“In case of medical climate emergency break glass”

Copyright Gareth Morris

As a psychologist, I know only too well the varied ways that we humans are distracted from painful knowledge that conflicts with our wishes, or our prevailing world view, or with wider political ideologies. And along with others, I see how citizens in the UK and beyond are increasingly confronted with the painful consequences of the wilful blindness in those who purport to lead us, but who deliberately and ignorantly seek to evade the truth. Hillsborough, Grenfell, the Post Office, and now the contaminated blood scandal: all show the dire consequences of silencing those who try to speak out against what they see happening. 

The climate and environmental crisis unfolding around us is the biggest, most unconscionable, and yet entirely avoidable scandal of all, threatening the health, lives and continued existence of billions of humans and the species with which we co-exist. But raising the alarm about what is happening is a very risky undertaking. People who do so through peaceful protest face hefty fines, the loss of their jobs and even of their freedom. They speak out because they understand the science, see the evidence of what is already happening, fear an unchecked catastrophic future, and hold open positive hope for change through direct action. 

On 3 June 2024, a group of six health workers – two consultants, two GPs and two nurses – face the start of a seven-day trial in the Crown Court.

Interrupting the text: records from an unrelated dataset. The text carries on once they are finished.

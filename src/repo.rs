use std::fs::{self, OpenOptions};
use std::path::{Path, PathBuf};

use crate::config::Config;
use crate::error::{Error, IoResultExt, Result};

/// name of the repository metadata directory
pub const WALGIT_DIR: &str = ".walgit";

/// a walgit repository: a working directory plus its `.walgit` store
pub struct Repo {
    work_dir: PathBuf,
    config: Config,
}

impl Repo {
    /// initialize a new repository under the given working directory
    pub fn init(work_dir: &Path, name: &str) -> Result<Self> {
        let walgit = work_dir.join(WALGIT_DIR);
        if walgit.join("config.toml").exists() {
            return Err(Error::RepoExists(work_dir.to_path_buf()));
        }

        // create directory structure
        fs::create_dir_all(walgit.join("objects")).with_path(&walgit)?;
        fs::create_dir_all(walgit.join("refs/heads")).with_path(&walgit)?;
        fs::create_dir_all(walgit.join("refs/tags")).with_path(&walgit)?;
        fs::create_dir_all(walgit.join("refs/remotes")).with_path(&walgit)?;
        fs::create_dir_all(walgit.join("stash")).with_path(&walgit)?;
        fs::create_dir_all(walgit.join("tmp")).with_path(&walgit)?;

        let config = Config::new(name);
        config.save(&walgit.join("config.toml"))?;

        // HEAD starts symbolic on the default branch
        let head = format!("ref: refs/heads/{}\n", config.repository.default_branch);
        fs::write(walgit.join("HEAD"), head).with_path(&walgit)?;

        Ok(Self {
            work_dir: work_dir.to_path_buf(),
            config,
        })
    }

    /// open an existing repository
    pub fn open(work_dir: &Path) -> Result<Self> {
        let config_path = work_dir.join(WALGIT_DIR).join("config.toml");
        if !config_path.exists() {
            return Err(Error::NoRepo(work_dir.to_path_buf()));
        }

        let config = Config::load(&config_path)?;

        Ok(Self {
            work_dir: work_dir.to_path_buf(),
            config,
        })
    }

    /// walk up from a starting directory to find the enclosing repository
    pub fn discover(start: &Path) -> Result<Self> {
        let mut dir = start;
        loop {
            if dir.join(WALGIT_DIR).join("config.toml").exists() {
                return Self::open(dir);
            }
            match dir.parent() {
                Some(parent) => dir = parent,
                None => return Err(Error::NoRepo(start.to_path_buf())),
            }
        }
    }

    /// working directory root
    pub fn work_dir(&self) -> &Path {
        &self.work_dir
    }

    /// repository configuration
    pub fn config(&self) -> &Config {
        &self.config
    }

    /// mutable access to configuration
    pub fn config_mut(&mut self) -> &mut Config {
        &mut self.config
    }

    /// save configuration changes
    pub fn save_config(&self) -> Result<()> {
        self.config.save(&self.config_path())
    }

    /// path to the .walgit directory
    pub fn walgit_path(&self) -> PathBuf {
        self.work_dir.join(WALGIT_DIR)
    }

    /// path to config.toml
    pub fn config_path(&self) -> PathBuf {
        self.walgit_path().join("config.toml")
    }

    /// path to the objects directory
    pub fn objects_path(&self) -> PathBuf {
        self.walgit_path().join("objects")
    }

    /// path to the refs directory
    pub fn refs_path(&self) -> PathBuf {
        self.walgit_path().join("refs")
    }

    /// path to the HEAD file
    pub fn head_path(&self) -> PathBuf {
        self.walgit_path().join("HEAD")
    }

    /// path to the stash directory
    pub fn stash_path(&self) -> PathBuf {
        self.walgit_path().join("stash")
    }

    /// path to the tmp directory (for atomic writes)
    pub fn tmp_path(&self) -> PathBuf {
        self.walgit_path().join("tmp")
    }

    /// path to the lock file
    pub fn lock_path(&self) -> PathBuf {
        self.walgit_path().join("repo.lock")
    }

    /// acquire the exclusive repository write lock
    /// returns a guard that releases the lock on drop
    pub fn lock(&self) -> Result<RepoLock> {
        let lock_path = self.lock_path();
        match OpenOptions::new()
            .write(true)
            .create_new(true)
            .open(&lock_path)
        {
            Ok(_) => Ok(RepoLock { path: lock_path }),
            Err(e) if e.kind() == std::io::ErrorKind::AlreadyExists => {
                Err(Error::LockContention)
            }
            Err(e) => Err(Error::Io {
                path: lock_path,
                source: e,
            }),
        }
    }

    /// try to acquire the lock, returning None if already held
    pub fn try_lock(&self) -> Result<Option<RepoLock>> {
        match self.lock() {
            Ok(lock) => Ok(Some(lock)),
            Err(Error::LockContention) => Ok(None),
            Err(e) => Err(e),
        }
    }
}

/// guard that holds the repository lock until dropped
pub struct RepoLock {
    path: PathBuf,
}

impl Drop for RepoLock {
    fn drop(&mut self) {
        let _ = fs::remove_file(&self.path);
    }
}
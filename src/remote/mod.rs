//! remote blob transport
//!
//! wraps a key-value blob service with the size policy (single-shot vs
//! chunked), bounded concurrency, per-chunk checksums, retries and a
//! per-endpoint circuit breaker.

pub mod circuit;
pub mod memory;
pub mod retry;

use std::sync::Arc;
use std::time::Duration;

use async_trait::async_trait;
use futures::stream::{self, StreamExt};
use futures::FutureExt;
use tokio::sync::Semaphore;
use tokio_util::sync::CancellationToken;

pub use circuit::CircuitBreaker;
pub use memory::MemoryBlobService;
pub use retry::{with_retry, RetryPolicy};

use crate::config::StorageConfig;
use crate::error::{Error, Result};
use crate::hash;

/// metadata attached to an upload
#[derive(Clone, Debug, Default)]
pub struct BlobMeta {
    pub content_type: Option<String>,
    pub size: u64,
    /// sha256 hex of the payload as transported
    pub integrity: Option<String>,
}

/// what the blob service knows about a stored payload
#[derive(Clone, Debug)]
pub struct RemoteBlobInfo {
    pub id: String,
    pub size: u64,
    pub chunked: bool,
    pub total_chunks: u32,
    pub integrity: Option<String>,
    pub content_type: Option<String>,
}

/// capability set of the external blob service
///
/// implementations are selected by configuration; the rest of the crate
/// sees only this trait.
#[async_trait]
pub trait BlobService: Send + Sync {
    async fn put(&self, key: &str, bytes: Vec<u8>, meta: &BlobMeta) -> Result<String>;
    async fn get(&self, key: &str) -> Result<Vec<u8>>;
    async fn init_chunked(&self, key: &str, total_chunks: u32, meta: &BlobMeta) -> Result<()>;
    async fn put_chunk(&self, key: &str, index: u32, bytes: Vec<u8>, quick_sum: u64) -> Result<()>;
    async fn finalize_chunks(&self, key: &str, integrity: &str) -> Result<String>;
    async fn get_chunk(&self, key: &str, index: u32) -> Result<(Vec<u8>, u64)>;
    async fn exists(&self, key: &str) -> Result<bool>;
    async fn info(&self, key: &str) -> Result<RemoteBlobInfo>;
    async fn list(&self) -> Result<Vec<RemoteBlobInfo>>;
}

/// transport over a blob service with the upload size policy applied
pub struct RemoteStore {
    service: Arc<dyn BlobService>,
    chunk_size: u64,
    chunk_concurrency: usize,
    write_policy: RetryPolicy,
    read_policy: RetryPolicy,
    breaker: CircuitBreaker,
    inflight: Arc<Semaphore>,
}

impl RemoteStore {
    pub fn new(service: Arc<dyn BlobService>, config: &StorageConfig, endpoint: &str) -> Self {
        Self {
            service,
            chunk_size: config.chunk_size.max(1),
            chunk_concurrency: config.chunk_concurrency.max(1),
            write_policy: RetryPolicy::writes().with_attempts(config.write_attempts),
            read_policy: RetryPolicy::reads().with_attempts(config.read_attempts),
            breaker: CircuitBreaker::new(endpoint, 5, Duration::from_secs(30)),
            inflight: Arc::new(Semaphore::new(config.chunk_concurrency.max(1))),
        }
    }

    /// upload a payload; single-shot at or under the chunk size, chunked
    /// above it. returns the remote identifier.
    pub async fn upload(
        &self,
        key: &str,
        bytes: &[u8],
        content_type: Option<String>,
        cancel: &CancellationToken,
    ) -> Result<String> {
        let integrity = hash::sha256_hex(bytes);
        let meta = BlobMeta {
            content_type,
            size: bytes.len() as u64,
            integrity: Some(integrity.clone()),
        };

        if bytes.len() as u64 <= self.chunk_size {
            let payload = bytes.to_vec();
            return with_retry(&self.write_policy, cancel, "blob.put", || {
                let payload = payload.clone();
                let meta = meta.clone();
                async move { self.guarded(self.service.put(key, payload, &meta)).await }
            })
            .await;
        }

        self.upload_chunked(key, bytes, meta, integrity, cancel).await
    }

    async fn put_one_chunk(
        &self,
        key: &str,
        index: u32,
        chunk: Vec<u8>,
        cancel: &CancellationToken,
    ) -> Result<()> {
        let quick_sum = hash::quick_checksum(&chunk);
        with_retry(&self.write_policy, cancel, "blob.put_chunk", || {
            let chunk = chunk.clone();
            async move {
                self.guarded(self.service.put_chunk(key, index, chunk, quick_sum))
                    .await
            }
        })
        .await
    }

    async fn upload_chunked(
        &self,
        key: &str,
        bytes: &[u8],
        meta: BlobMeta,
        integrity: String,
        cancel: &CancellationToken,
    ) -> Result<String> {
        let chunks: Vec<Vec<u8>> = bytes
            .chunks(self.chunk_size as usize)
            .map(|c| c.to_vec())
            .collect();
        let total = chunks.len() as u32;

        tracing::debug!(key, total, size = bytes.len(), "chunked upload");

        with_retry(&self.write_policy, cancel, "blob.init_chunked", || {
            let meta = meta.clone();
            async move { self.guarded(self.service.init_chunked(key, total, &meta)).await }
        })
        .await?;

        let mut uploads = stream::iter(chunks.into_iter().enumerate().map(move |(index, chunk)| {
            self.put_one_chunk(key, index as u32, chunk, cancel).boxed()
        }))
        .buffer_unordered(self.chunk_concurrency);

        while let Some(result) = uploads.next().await {
            result?;
        }
        drop(uploads);

        with_retry(&self.write_policy, cancel, "blob.finalize", || {
            let integrity = integrity.clone();
            async move {
                self.guarded(self.service.finalize_chunks(key, &integrity))
                    .await
            }
        })
        .await
    }

    /// download a payload, verifying per-chunk checksums and the overall
    /// integrity hash
    pub async fn download(&self, key: &str, cancel: &CancellationToken) -> Result<Vec<u8>> {
        let info = self.info_inner(key, cancel).await?;

        let bytes = if !info.chunked {
            with_retry(&self.read_policy, cancel, "blob.get", || async move {
                self.guarded(self.service.get(key)).await
            })
            .await?
        } else {
            self.download_chunked(key, info.total_chunks, cancel).await?
        };

        // overall integrity after reassembly
        if let Some(expected) = &info.integrity {
            let got = hash::sha256_hex(&bytes);
            if got != *expected {
                return Err(Error::Integrity {
                    expected: expected.clone(),
                    got,
                    algo: "sha256",
                });
            }
        }

        Ok(bytes)
    }

    async fn download_chunked(
        &self,
        key: &str,
        total: u32,
        cancel: &CancellationToken,
    ) -> Result<Vec<u8>> {
        let mut downloads = stream::iter((0..total).map(|index| async move {
            let (bytes, stored_sum) =
                with_retry(&self.read_policy, cancel, "blob.get_chunk", || async move {
                    self.guarded(self.service.get_chunk(key, index)).await
                })
                .await?;

            // quick checksum before reassembly
            let got = hash::quick_checksum(&bytes);
            if got != stored_sum {
                return Err(Error::Integrity {
                    expected: format!("{:016x}", stored_sum),
                    got: format!("{:016x}", got),
                    algo: "xxh64",
                });
            }
            Ok::<_, Error>((index, bytes))
        }))
        .buffer_unordered(self.chunk_concurrency);

        let mut parts: Vec<Option<Vec<u8>>> = vec![None; total as usize];
        while let Some(result) = downloads.next().await {
            let (index, bytes) = result?;
            parts[index as usize] = Some(bytes);
        }
        drop(downloads);

        let mut out = Vec::new();
        for (index, part) in parts.into_iter().enumerate() {
            match part {
                Some(bytes) => out.extend_from_slice(&bytes),
                None => {
                    return Err(Error::NotFound {
                        kind: "chunk",
                        id: format!("{}#{}", key, index),
                    })
                }
            }
        }
        Ok(out)
    }

    pub async fn exists(&self, key: &str, cancel: &CancellationToken) -> Result<bool> {
        with_retry(&self.read_policy, cancel, "blob.exists", || async move {
            self.guarded(self.service.exists(key)).await
        })
        .await
    }

    pub async fn info(&self, key: &str, cancel: &CancellationToken) -> Result<RemoteBlobInfo> {
        self.info_inner(key, cancel).await
    }

    pub async fn list(&self, cancel: &CancellationToken) -> Result<Vec<RemoteBlobInfo>> {
        with_retry(&self.read_policy, cancel, "blob.list", || async move {
            self.guarded(self.service.list()).await
        })
        .await
    }

    async fn info_inner(&self, key: &str, cancel: &CancellationToken) -> Result<RemoteBlobInfo> {
        with_retry(&self.read_policy, cancel, "blob.info", || async move {
            self.guarded(self.service.info(key)).await
        })
        .await
    }

    /// gate a service call through the breaker and the per-endpoint
    /// concurrency bound
    async fn guarded<T>(&self, fut: impl std::future::Future<Output = Result<T>>) -> Result<T> {
        self.breaker.check()?;
        let _permit = self
            .inflight
            .acquire()
            .await
            .map_err(|_| Error::Cancelled)?;

        match fut.await {
            Ok(value) => {
                self.breaker.record_success();
                Ok(value)
            }
            Err(e) => {
                if e.is_retryable() {
                    self.breaker.record_failure();
                }
                Err(e)
            }
        }
    }
}

#[cfg(test)]
mod tests {
    use super::*;

    fn store_with(service: Arc<MemoryBlobService>) -> RemoteStore {
        RemoteStore::new(service, &StorageConfig::default(), "blob.test")
    }

    #[tokio::test]
    async fn test_small_upload_roundtrip() {
        let service = Arc::new(MemoryBlobService::new());
        let store = store_with(service.clone());
        let cancel = CancellationToken::new();

        let id = store
            .upload("key-1", b"small payload", None, &cancel)
            .await
            .unwrap();
        assert_eq!(id, "key-1");
        assert!(store.exists("key-1", &cancel).await.unwrap());

        let bytes = store.download("key-1", &cancel).await.unwrap();
        assert_eq!(bytes, b"small payload");

        let info = store.info("key-1", &cancel).await.unwrap();
        assert!(!info.chunked);
        assert_eq!(info.size, 13);
    }

    #[tokio::test]
    async fn test_chunked_upload_roundtrip() {
        let service = Arc::new(MemoryBlobService::new());
        let store = store_with(service.clone());
        let cancel = CancellationToken::new();

        // 3 MiB + 1 byte: three full chunks and a one-byte tail
        let payload: Vec<u8> = (0..3 * 1024 * 1024 + 1).map(|i| (i % 251) as u8).collect();
        store.upload("big", &payload, None, &cancel).await.unwrap();

        assert_eq!(service.chunk_count("big"), Some(4));
        let info = store.info("big", &cancel).await.unwrap();
        assert!(info.chunked);
        assert_eq!(info.total_chunks, 4);

        let downloaded = store.download("big", &cancel).await.unwrap();
        assert_eq!(downloaded, payload);
    }

    #[tokio::test]
    async fn test_corrupted_chunk_detected() {
        let service = Arc::new(MemoryBlobService::new());
        let store = store_with(service.clone());
        let cancel = CancellationToken::new();

        let payload = vec![7u8; 2 * 1024 * 1024 + 17];
        store.upload("big", &payload, None, &cancel).await.unwrap();

        service.corrupt_chunk_in_transit("big", 1);
        let result = store.download("big", &cancel).await;
        assert!(matches!(result, Err(Error::Integrity { algo: "xxh64", .. })));
    }

    #[tokio::test(start_paused = true)]
    async fn test_transient_write_failures_retried() {
        let service = Arc::new(MemoryBlobService::new());
        let store = store_with(service.clone());
        let cancel = CancellationToken::new();

        service.fail_next_writes(2);
        store
            .upload("flaky", b"eventually lands", None, &cancel)
            .await
            .unwrap();
        assert_eq!(
            store.download("flaky", &cancel).await.unwrap(),
            b"eventually lands"
        );
    }

    #[tokio::test]
    async fn test_missing_blob_not_retried_as_network() {
        let service = Arc::new(MemoryBlobService::new());
        let store = store_with(service);
        let cancel = CancellationToken::new();

        let result = store.download("absent", &cancel).await;
        assert!(matches!(result, Err(Error::NotFound { .. })));
    }

    #[tokio::test]
    async fn test_list_blobs() {
        let service = Arc::new(MemoryBlobService::new());
        let store = store_with(service);
        let cancel = CancellationToken::new();

        store.upload("a", b"one", None, &cancel).await.unwrap();
        store.upload("b", b"two", None, &cancel).await.unwrap();

        let listed = store.list(&cancel).await.unwrap();
        let ids: Vec<_> = listed.iter().map(|i| i.id.as_str()).collect();
        assert_eq!(ids, ["a", "b"]);
    }
}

They had taken peaceful action to raise the alarm about climate and environmental damage. On 17 July 2022, the eve of the hottest day ever seen in the UK, they carefully broke eight panes of glass at JP Morgan’s Canary Wharf European headquarters, after scattering signs about them saying: “In medical climate emergency break glass”.

Health professionals hold a responsibility to protect public health where they see threat. JP Morgan is the largest funder of fossil fuels in the world, and the biggest funder of oil and gas extraction in the Amazon. And just like the cigarette manufacturers of old, the bank and the businesses it supports know full well the devastating impacts of their products yet keep silent about them. 

Cigarette harms were bad enough: climate breakdown is of an entirely different order of magnitude. We absolutely cannot continue with business as usual, and remain safe. The impact of the record-breaking heat of 2022 was even greater than anticipated. The Office for National Statistics reports that during the five heat-periods between June and August 2022, 56,303 deaths occurred in England and Wales: 3,271 deaths (6.2 per cent) above the five-year average. And for each of those deaths there will have been a cascade of other health impacts. Even worse, and unfairly, the most vulnerable (the oldest, youngest, poorest and already most ill) inevitably suffer the most.

We do not have to stand silently by while harms rage around us. We are not all in a position to take the huge risk of active protest, but we can think, reflect, respect and give moral support to those who put their bodies and freedoms on the line for all of us.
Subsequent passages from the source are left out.